Séminaires de Sismologie

Salle 310

Greg Beroza

Stanford

Predicting strong ground motion from future earthquakes is among the most important research topics in seismology. Ground motion prediction equations express relationships between earthquake and site properties and some measure of ground motion intensity. In some locations there is little data to constrain these relationships. For all areas there are few records of ground motion available to characterize the level and variability of ground motion close to large earthquakes. As a result, seismologists are increasingly turning to simulations to predict strong ground motion. Validating the accuracy of these simulations is critically important. My research group has developed two new approaches for strong ground motion prediction. Both methods rely on data that is approximately one million times weaker in amplitude than the strong ground motion of interest.
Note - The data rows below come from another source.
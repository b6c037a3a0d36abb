//! Burrow Core: Key-Value Storage with an In-Process Query Engine
//!
//! Burrow stores JSON documents under string keys in named logical
//! databases and answers queries by scanning, because its backends offer
//! nothing but forward iteration.
//!
//! # Architecture
//!
//! - **DriverSelector**: probes the primary driver once, falls back to the
//!   filesystem driver if the probe fails
//! - **InstancePool**: one lazily opened, cached handle per database name,
//!   single-flight on first access
//! - **QueryEngine**: CRUD, `find` (equality selector, offset/limit window,
//!   optional exact total) and `read_all`, both sorted by repeated stable passes
//! - **Database**: the engine bound to one name
//!
//! Write failures are returned as `BurrowError::WriteFailed`, never dropped.
//!
//! ```no_run
//! use burrow_core::{Burrow, Config, QuerySpec, Selector, SortKey};
//! use serde_json::json;
//!
//! # async fn demo() -> burrow_core::BurrowResult<()> {
//! let burrow = Burrow::open(Config::default()).await?;
//! let blocks = burrow.database("blocks");
//! blocks.store("1", json!({"n": 1}).as_object().cloned().unwrap()).await?;
//!
//! let page = blocks
//!     .find(&QuerySpec::new()
//!         .selector(Selector::all().eq("n", "1"))
//!         .sort_by(SortKey::asc("n"))
//!         .include_total(true))
//!     .await?;
//! assert_eq!(page.total(), Some(1));
//! # Ok(())
//! # }
//! ```

pub mod compaction;
pub mod config;
pub mod context;
pub mod database;
pub mod driver;
pub mod engine;
pub mod error;
pub mod format;
mod ordered;
pub mod platform_durability;
pub mod pool;
pub mod query;
pub mod selection;
pub mod value;
pub mod wal;

pub use config::Config;
pub use context::{Burrow, BurrowBuilder};
pub use database::Database;
pub use driver::{Driver, FileDriver, MemoryDriver, MemoryFaults, Store};
pub use engine::QueryEngine;
pub use error::{BurrowError, BurrowResult, WriteOp};
pub use pool::InstancePool;
pub use query::{QueryResult, QuerySpec, Selector, SortKey, SortOrder};
pub use selection::DriverSelector;
pub use value::{Document, Record, Scalar};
The first method uses tectonic tremor to constrain the amplitude decay with distance of seismic waves in subduction zones. The abundant tremor data should allow us to explore the variability of ground motion with distance both regionally, and between different subduction zones. The second method uses the ambient seismic field to construct virtual earthquakes that predict spatial variations in long period strong ground motion for scenario earthquakes. Neither of these approaches is a full solution, because they do not address the initial wave excitation by earthquake faulting, nor nonlinearity due to plastic deformation off the fault. What they do address, is the complex linear wave propagation effects exerted by the complex geology of the Earth’s crust on seismic wavefields.